Macron et l’Europe centrale et orientale: les défis du second mandat edit
Entre le président Macron et l’Europe orientale, les relations sont depuis le début orageuses, faites d’incompréhensions et de récriminations réciproques. Dans le contexte de la guerre en Ukraine et au seuil de son second quinquennat, le président français est placé face à de nombreux défis dans cette région à l’influence grandissante dans l’Union.
La guerre en Ukraine, un facteur essentiel de l’élection présidentielle française
L’invasion de l’Ukraine par la Russie a commencé le 24 février, au moment même où Emmanuel Macron était censé lancer sa campagne électorale. Le retour de la guerre de haute intensité et à grande échelle en Europe a surplombé les débats électoraux et joué un rôle évident dans la victoire du président sortant.
En effet, l’agression russe en général et la posture stratégique du président Poutine en particulier ont contribué à discréditer les principaux rivaux du président sortant : Marine Le Pen, Eric Zemmour et Jean-Luc Mélenchon ont depuis longtemps soit cultivé des relations politiques avec le maître du Kremlin, soit soutenu tel ou tel aspect de sa politique intérieure soit, même, justifié certains volets de sa politique extérieure comme l’annexion de la Crimée en 2014.
De son côté, malgré la campagne électorale et la période de réserve, le président français, une fois de plus, endossé le rôle de leader européen pour soutenir l’Ukraine contre la Russie, lancer six vagues de sanctions contre la Fédération, fournir équipements et informations militaires à Kiev et financer le fonctionnement de l’Etat ukrainien. Si besoin en était, en France, son action en Europe centrale et orientale a renforcé encore son statut d’homme d’Etat, son statesmanship et, par comparaison, décrédibilisé ses opposants. Le rôle central de l’Europe de l’Est dans les débats hexagonaux s’est manifesté durant le débat du second tour : c’est notamment sur la question russe que le président Macron a fait la différence avec son opposante, Marine Le Pen, en pointant les proximités financières et idéologiques du Rassemblement national avec le gouvernement russe.
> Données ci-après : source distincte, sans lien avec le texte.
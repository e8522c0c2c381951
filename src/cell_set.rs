use std::collections::HashMap;

use tracing::trace;

use crate::CellOffset;
use crate::cell::Cell;

/// Default number of cells that may be alive at once.
pub const DEFAULT_CAPACITY: usize = 1024;

/// The sparse set of alive cells.
///
/// Cells live densely in `cells`; `index` maps each cell to its slot so that membership is a
/// single lookup. Removal swaps the last cell into the hole, so iteration order carries no
/// meaning.
///
/// The set never grows past `capacity`. Inserting into a full set does nothing; use
/// [`CellSet::is_full`] to detect it.
#[derive(Debug, Clone)]
pub struct CellSet {
    cells: Vec<Cell>,
    index: HashMap<Cell, usize>,
    capacity: usize,
}

impl Default for CellSet {
    fn default() -> Self {
        Self::with_capacity(DEFAULT_CAPACITY)
    }
}

impl CellSet {
    pub fn with_capacity(capacity: usize) -> Self {
        Self {
            cells: Vec::with_capacity(capacity),
            index: HashMap::with_capacity(capacity),
            capacity,
        }
    }

    pub fn is_alive(&self, x: CellOffset, y: CellOffset) -> bool {
        self.contains(Cell::new(x, y))
    }

    pub fn contains(&self, cell: Cell) -> bool {
        self.index.contains_key(&cell)
    }

    /// Bring the cell at `(x, y)` to life. Returns `true` if it was inserted.
    pub fn place(&mut self, x: CellOffset, y: CellOffset) -> bool {
        self.insert(Cell::new(x, y))
    }

    pub fn insert(&mut self, cell: Cell) -> bool {
        if self.contains(cell) {
            return false;
        }

        if self.is_full() {
            trace!(x = cell.x, y = cell.y, "cell set full, dropping insert");
            return false;
        }

        self.index.insert(cell, self.cells.len());
        self.cells.push(cell);

        true
    }

    /// Kill the cell at `(x, y)`. Returns `true` if it was alive.
    pub fn kill(&mut self, x: CellOffset, y: CellOffset) -> bool {
        self.remove(Cell::new(x, y))
    }

    pub fn remove(&mut self, cell: Cell) -> bool {
        let Some(i) = self.index.remove(&cell) else {
            return false;
        };

        self.cells.swap_remove(i);

        // the old last cell now sits in the hole
        if let Some(&moved) = self.cells.get(i) {
            self.index.insert(moved, i);
        }

        true
    }

    pub fn len(&self) -> usize {
        self.cells.len()
    }

    pub fn is_empty(&self) -> bool {
        self.cells.is_empty()
    }

    pub fn capacity(&self) -> usize {
        self.capacity
    }

    pub fn is_full(&self) -> bool {
        self.cells.len() >= self.capacity
    }

    /// Alive cells, in no meaningful order.
    pub fn iter(&self) -> impl Iterator<Item = Cell> + '_ {
        self.cells.iter().copied()
    }
}

impl<'a> IntoIterator for &'a CellSet {
    type Item = Cell;
    type IntoIter = std::iter::Copied<std::slice::Iter<'a, Cell>>;

    fn into_iter(self) -> Self::IntoIter {
        self.cells.iter().copied()
    }
}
Si la politique étrangère ne suffit pas à emporter une élection, la guerre en Ukraine a largement aidé le président sortant à se démarquer des autres candidats. Dès lors qu’il s’agissait de faire face aux conséquences de cette crise majeure – extension de la guerre, risque nucléaire, ou dégradation des conditions économiques – il est apparu comme le mieux placé dans la plupart des électorats.
Son action résolue contre l’invasion de l’Ukraine par la Russie ne suffira pourtant pas à établir la France comme puissance d’équilibre en Europe centrale et orientale, que ce soit vis-à-vis des Etats membres de l’Union européenne (les trois Etats baltes, la Pologne, la Hongrie, la Roumanie, la Tchéquie, la Slovaquie, la Bulgarie et la Slovénie) ou vis-à-vis des Etats non-membres (Moldavie, Balkans, Ukraine et Caucase). En effet, dans son premier quinquennat Emmanuel Macron a choisi une stratégie de tension avec cette région du monde, notamment la Pologne du PiS et la Hongrie de Viktor Orban. De sorte que les opinions et les gouvernements locaux ne sont pas prêts à accepter un rôle renforcé de la France dans la zone. Ces tensions sont aujourd’hui très visibles dans les critiques adressées à la France : celle-ci se trouve constamment accusée de ne pas soutenir suffisamment l’Ukraine contre la Russie en raison de sa position nuancée sur l’adhésion immédiate de Kiev à l’Union européenne par exemple.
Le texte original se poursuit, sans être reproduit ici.